Unit 2: Genetics and Evolution

Chapter 1: Principles of Inheritance and Variation

Mendel’s Laws of Inheritance

  • Law of Dominance: In a heterozygote, one allele (dominant) masks the other (recessive).
  • Law of Segregation: Alleles separate during gamete formation.
  • Law of Independent Assortment: Alleles for different traits assort independently.

Key Genetic Terms

  • Gene: Unit of inheritance.
  • Allele: Alternative forms of a gene.
  • Homozygous: Identical alleles (TT, tt).
  • Heterozygous: Different alleles (Tt).
  • Genotype: Genetic makeup (e.g., Tt).
  • Phenotype: Observable traits (e.g., Tall).

Deviations from Mendelian Inheritance

  • Incomplete Dominance: Blended phenotype (e.g., Pink flowers from Red x White).
  • Codominance: Both alleles are fully expressed (e.g., AB blood group).
  • Multiple Alleles: More than two alleles for a gene (e.g., ABO blood groups).
  • Polygenic Inheritance: Trait controlled by multiple genes (e.g., skin color).
  • Pleiotropy: One gene affects multiple traits (e.g., PKU).

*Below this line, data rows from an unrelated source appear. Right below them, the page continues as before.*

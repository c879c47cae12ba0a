//! エラーケーステスト
//!
//! 各種エラー条件でのエラーハンドリングを検証

use photo_gallery::error::GalleryError;
use photo_gallery::sampler::{decode_and_sample, resolve_source};
use photo_gallery::scanner;
use photo_gallery_common::{Axis, Catalog};
use std::path::Path;
use tempfile::tempdir;

/// 存在しないフォルダをスキャンした場合
#[test]
fn test_scan_nonexistent_folder() {
    let result = scanner::scan_folder(Path::new("/nonexistent/path/12345"), false);
    assert!(result.is_err());

    let err = result.unwrap_err();
    assert!(matches!(err, GalleryError::FolderNotFound(_)));
}

/// 空のフォルダをスキャンした場合
#[test]
fn test_scan_empty_folder() {
    let dir = tempdir().expect("Failed to create temp dir");
    let result = scanner::scan_folder(dir.path(), false);

    // 空フォルダはエラーではなく空のVecを返す
    assert!(result.is_ok());
    assert!(result.unwrap().is_empty());
}

/// 画像のないフォルダをスキャンした場合
#[test]
fn test_scan_folder_no_images() {
    let dir = tempdir().expect("Failed to create temp dir");

    // テキストファイルのみ作成
    std::fs::write(dir.path().join("test.txt"), "hello").unwrap();
    std::fs::write(dir.path().join("data.json"), "{}").unwrap();

    let result = scanner::scan_folder(dir.path(), false).unwrap();
    assert!(result.is_empty());
}

/// 再帰指定がなければサブフォルダは見ない
#[test]
fn test_scan_folder_recursive_flag() {
    let dir = tempdir().expect("Failed to create temp dir");
    let sub = dir.path().join("sub");
    std::fs::create_dir_all(&sub).unwrap();
    std::fs::write(dir.path().join("b.JPG"), b"x").unwrap();
    std::fs::write(sub.join("a.png"), b"x").unwrap();

    let flat = scanner::scan_folder(dir.path(), false).unwrap();
    assert_eq!(flat.len(), 1);

    let deep = scanner::scan_folder(dir.path(), true).unwrap();
    let names: Vec<&str> = deep.iter().map(|i| i.file_name.as_str()).collect();
    assert_eq!(names, vec!["a.png", "b.JPG"]);
}

/// 存在しない画像のデコード
#[tokio::test]
async fn test_decode_missing_file() {
    let result = decode_and_sample(Path::new("/nonexistent/photo.png").to_path_buf(), 50).await;
    assert!(matches!(result, Err(GalleryError::FileNotFound(_))));
}

/// 画像でないファイルのデコード
#[tokio::test]
async fn test_decode_invalid_image() {
    let dir = tempdir().expect("Failed to create temp dir");
    let path = dir.path().join("broken.png");
    std::fs::write(&path, b"this is not a png").unwrap();

    let result = decode_and_sample(path, 50).await;
    assert!(matches!(result, Err(GalleryError::ImageLoad(_))));
}

/// URL はネットワーク取得しない
#[test]
fn test_remote_source_unsupported() {
    let result = resolve_source("http://example.com/a.jpg", Path::new("."));
    assert!(matches!(result, Err(GalleryError::UnsupportedSource(_))));
}

/// 不正なカタログJSON
#[test]
fn test_invalid_catalog_json() {
    let result = Catalog::from_json("{ invalid json }", "Unclassified");
    assert!(result.is_err());

    let err: GalleryError = result.unwrap_err().into();
    assert!(matches!(err, GalleryError::Catalog(_)));
    assert!(err.to_string().contains("JSON"));
}

/// 不明な分類軸
#[test]
fn test_unknown_axis() {
    let result: Result<Axis, _> = "tags".parse();
    assert!(result.is_err());
    assert!(result.unwrap_err().to_string().contains("tags"));
}

/// エラーメッセージのフォーマット
#[test]
fn test_error_messages() {
    let err = GalleryError::FileNotFound("test.jpg".to_string());
    assert!(err.to_string().contains("test.jpg"));

    let err = GalleryError::NoImagesFound("/path/to/folder".to_string());
    assert!(err.to_string().contains("/path/to/folder"));

    let err = GalleryError::UnsupportedSource("https://x/y.png".to_string());
    assert!(err.to_string().contains("https://x/y.png"));
}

Chromosomal Theory & Sex Determination

  • Chromosomal Theory: Genes are located on chromosomes.
  • Sex Determination:
    • Humans (XY): Male XY, Female XX.
    • Birds (ZW): Male ZZ, Female ZW.
    • Honeybee (Haplodiploidy): Males haploid, Females diploid.

Linkage and Crossing Over

  • Linkage: Genes on the same chromosome are inherited together.
  • Crossing Over: Exchange of genetic material between homologous chromosomes, leading to recombination.

Mutation

  • Definition: A sudden, heritable change in the DNA sequence.
  • Types:
    • Point Mutations: Change in a single base pair (e.g., Sickle-cell anemia).
    • Frameshift Mutations: Insertions or deletions that alter the reading frame.

Sex-linked Inheritance

  • Inheritance of genes on sex chromosomes.
  • Examples in Humans:
    • Haemophilia: X-linked recessive, impaired blood clotting.
    • Colour Blindness: X-linked recessive, inability to distinguish certain colors.

Mendelian Disorders

  • Caused by a mutation in a single gene.
  • Examples:
    • Thalassemia: Autosomal recessive, reduced hemoglobin.
    • Sickle-cell Anaemia: Autosomal recessive, abnormal red blood cells.
    • Phenylketonuria (PKU): Autosomal recessive, metabolic disorder.

Chromosomal Disorders

  • Caused by an abnormal number or arrangement of chromosomes.
  • Examples:
    • Down’s Syndrome (Trisomy 21): Extra chromosome 21.
    • Turner’s Syndrome (XO): Missing an X chromosome in females.
    • Klinefelter’s Syndrome (XXY): Extra X chromosome in males.